Scenario 5: Monitoring "by Mistake"
IT attempts to prevent private AI use but activates proxy logging without a works council agreement (BV), which records user entries. This constitutes a technical device for monitoring behavior as defined by Section 87 (1) No. 6 BetrVG, making it a tricky situation without proper co-determination.
Scenario 6: False Statements in the Customer Project
A privately used AI tool generates "hallucinated" technical content. Without a documented source or review obligation, and without versioning, proving due diligence becomes impossible. This significantly escalates contractual liability risks for the company.
Prohibit or Allow in a Controlled Manner? – A Governance Model That Works
Companies essentially have two viable options: (A) a clear ban with technical enforcement, or (B) "secure enablement" via approved company accounts.
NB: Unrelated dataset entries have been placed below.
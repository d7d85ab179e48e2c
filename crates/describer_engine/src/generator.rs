use std::time::Duration;

use describer_core::{AiConfig, AiProvider};
use describer_logging::describer_debug;
use serde_json::{json, Value};
use url::Url;

use crate::prompt::{build_prompt, clean_description, SYSTEM_PROMPT};
use crate::{FailureKind, GenerateError};

pub const DEFAULT_GEMINI_BASE_URL: &str = "https://generativelanguage.googleapis.com/v1beta";
pub const DEFAULT_GEMINI_MODEL: &str = "gemini-2.5-flash";
pub const DEFAULT_OPENAI_BASE_URL: &str = "https://api.openai.com/v1";
pub const DEFAULT_OPENAI_MODEL: &str = "gpt-4o-mini";

/// Longest error body kept in a [`GenerateError`] message.
const MAX_ERROR_BODY: usize = 200;

#[derive(Debug, Clone)]
pub struct GeneratorSettings {
    pub connect_timeout: Duration,
    /// `None` lets a call run as long as the provider takes.
    pub request_timeout: Option<Duration>,
    pub gemini_base_url: String,
    pub max_output_tokens: u32,
    pub temperature: f32,
}

impl Default for GeneratorSettings {
    fn default() -> Self {
        Self {
            connect_timeout: Duration::from_secs(10),
            request_timeout: None,
            gemini_base_url: DEFAULT_GEMINI_BASE_URL.to_string(),
            max_output_tokens: 256,
            temperature: 0.3,
        }
    }
}

/// Produces a description for one link.
#[async_trait::async_trait]
pub trait DescriptionGenerator: Send + Sync {
    async fn generate(
        &self,
        title: &str,
        url: &str,
        config: &AiConfig,
    ) -> Result<String, GenerateError>;
}

#[derive(Debug, Clone)]
pub struct HttpDescriptionGenerator {
    settings: GeneratorSettings,
}

impl HttpDescriptionGenerator {
    pub fn new(settings: GeneratorSettings) -> Self {
        Self { settings }
    }

    fn build_client(&self) -> Result<reqwest::Client, GenerateError> {
        let mut builder = reqwest::Client::builder().connect_timeout(self.settings.connect_timeout);
        if let Some(timeout) = self.settings.request_timeout {
            builder = builder.timeout(timeout);
        }
        builder
            .build()
            .map_err(|err| GenerateError::new(FailureKind::Network, err.to_string()))
    }

    fn gemini_request(
        &self,
        client: &reqwest::Client,
        config: &AiConfig,
        prompt: &str,
    ) -> Result<reqwest::RequestBuilder, GenerateError> {
        let model = model_or_default(config, DEFAULT_GEMINI_MODEL);
        let endpoint = join_endpoint(
            &self.settings.gemini_base_url,
            &format!("models/{model}:generateContent"),
        )?;
        let body = json!({
            "systemInstruction": { "parts": [{ "text": SYSTEM_PROMPT }] },
            "contents": [{ "role": "user", "parts": [{ "text": prompt }] }],
            "generationConfig": {
                "maxOutputTokens": self.settings.max_output_tokens,
                "temperature": self.settings.temperature,
            }
        });
        Ok(client
            .post(endpoint)
            .header("x-goog-api-key", config.api_key.trim())
            .json(&body))
    }

    fn openai_request(
        &self,
        client: &reqwest::Client,
        config: &AiConfig,
        prompt: &str,
    ) -> Result<reqwest::RequestBuilder, GenerateError> {
        let base = if config.base_url.trim().is_empty() {
            DEFAULT_OPENAI_BASE_URL
        } else {
            config.base_url.trim()
        };
        let endpoint = join_endpoint(base, "chat/completions")?;
        let body = json!({
            "model": model_or_default(config, DEFAULT_OPENAI_MODEL),
            "messages": [
                { "role": "system", "content": SYSTEM_PROMPT },
                { "role": "user", "content": prompt },
            ],
            "max_tokens": self.settings.max_output_tokens,
            "temperature": self.settings.temperature,
        });
        Ok(client
            .post(endpoint)
            .bearer_auth(config.api_key.trim())
            .json(&body))
    }
}

#[async_trait::async_trait]
impl DescriptionGenerator for HttpDescriptionGenerator {
    async fn generate(
        &self,
        title: &str,
        url: &str,
        config: &AiConfig,
    ) -> Result<String, GenerateError> {
        if !config.has_api_key() {
            return Err(GenerateError::new(
                FailureKind::MissingApiKey,
                "no api key configured",
            ));
        }

        let client = self.build_client()?;
        let prompt = build_prompt(title, url);
        let request = match config.provider {
            AiProvider::Gemini => self.gemini_request(&client, config, &prompt)?,
            AiProvider::OpenAiCompatible => self.openai_request(&client, config, &prompt)?,
        };

        describer_debug!("Requesting description provider={} url={}", config.provider.id(), url);
        let response = request.send().await.map_err(map_reqwest_error)?;

        let status = response.status();
        if !status.is_success() {
            let body = response.text().await.unwrap_or_default();
            return Err(GenerateError::new(
                FailureKind::HttpStatus(status.as_u16()),
                truncate(&body, MAX_ERROR_BODY),
            ));
        }

        let payload: Value = response.json().await.map_err(|err| {
            if err.is_timeout() {
                map_reqwest_error(err)
            } else {
                GenerateError::new(FailureKind::MalformedResponse, err.to_string())
            }
        })?;

        let text = extract_text(config.provider, &payload).ok_or_else(|| {
            GenerateError::new(
                FailureKind::MalformedResponse,
                "response carries no text candidate",
            )
        })?;

        clean_description(text)
            .ok_or_else(|| GenerateError::new(FailureKind::EmptyResponse, "blank description"))
    }
}

fn model_or_default<'a>(config: &'a AiConfig, fallback: &'a str) -> &'a str {
    let model = config.model.trim();
    if model.is_empty() {
        fallback
    } else {
        model
    }
}

fn join_endpoint(base: &str, path: &str) -> Result<Url, GenerateError> {
    let joined = format!("{}/{}", base.trim_end_matches('/'), path);
    Url::parse(&joined)
        .map_err(|err| GenerateError::new(FailureKind::InvalidBaseUrl, format!("{base}: {err}")))
}

fn extract_text(provider: AiProvider, payload: &Value) -> Option<&str> {
    let pointer = match provider {
        AiProvider::Gemini => "/candidates/0/content/parts/0/text",
        AiProvider::OpenAiCompatible => "/choices/0/message/content",
    };
    payload.pointer(pointer).and_then(Value::as_str)
}

fn truncate(text: &str, max_chars: usize) -> String {
    text.chars().take(max_chars).collect()
}

fn map_reqwest_error(err: reqwest::Error) -> GenerateError {
    if err.is_timeout() {
        return GenerateError::new(FailureKind::Timeout, err.to_string());
    }
    if err.is_builder() {
        return GenerateError::new(FailureKind::InvalidBaseUrl, err.to_string());
    }
    GenerateError::new(FailureKind::Network, err.to_string())
}
use std::io::{self, BufRead, Write};

/// Asks a yes/no question on stdout; anything but `y`/`yes` is a no.
pub(crate) fn confirm(question: &str) -> io::Result<bool> {
    let mut stdout = io::stdout();
    write!(stdout, "{question} [y/N] ")?;
    stdout.flush()?;

    let mut answer = String::new();
    io::stdin().lock().read_line(&mut answer)?;
    Ok(is_yes(&answer))
}

fn is_yes(answer: &str) -> bool {
    matches!(answer.trim().to_ascii_lowercase().as_str(), "y" | "yes")
}

/// True for the line that stops a running batch.
pub(crate) fn is_stop_command(line: &str) -> bool {
    matches!(line.trim().to_ascii_lowercase().as_str(), "s" | "stop")
}

#[cfg(test)]
mod tests {
    use super::*;

    #[test]
    fn only_explicit_yes_confirms() {
        assert!(is_yes("y\n"));
        assert!(is_yes(" YES "));
        assert!(!is_yes(""));
        assert!(!is_yes("no"));
    }

    #[test]
    fn stop_command_accepts_short_form() {
        assert!(is_stop_command("s\n"));
        assert!(is_stop_command("Stop"));
        assert!(!is_stop_command("start"));
    }
}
Mixed approaches often lead to friction and compliance gaps.
Clear Ban on the Private Use of AI for Business Purposes
Objectives: Protect personal data, safeguard business secrets, and ensure compliance with co-determination rights and contractual obligations.
Building blocks:
- Policy: Implement a general ban on the use of private AI accounts for company purposes. This includes prohibiting the entry of personal data, customer data, source code, confidential documents, and non-public roadmaps into external tools. The policy should reference Art. 5, 6, 28, 32, 35, 44 et seq. GDPR and Section 2 No. 1 b GeschGehG.
- Technology: Employ DNS/proxy blocks for known AI domains, Data Loss Prevention (DLP) rules (e.g., copy-paste blocks for sensitive classes), secrets scanners, browser policies, and mobile device management.
- Organization: Provide comprehensive training with clear negative and positive examples. Establish a whistleblower interface for incidents and define a structured approval process for any exceptions.
- Labor Law: Enforce the ban via the employer's right of direction (§ 106 GewO) and specific contractual clauses. Ensure coordination with the works council, including a works agreement (BV) according to § 87 para. 1 no. 1, 6 BetrVG.
Pros & cons: While a ban offers legal security and can be communicated quickly, it may inhibit innovation and efficiency within the company.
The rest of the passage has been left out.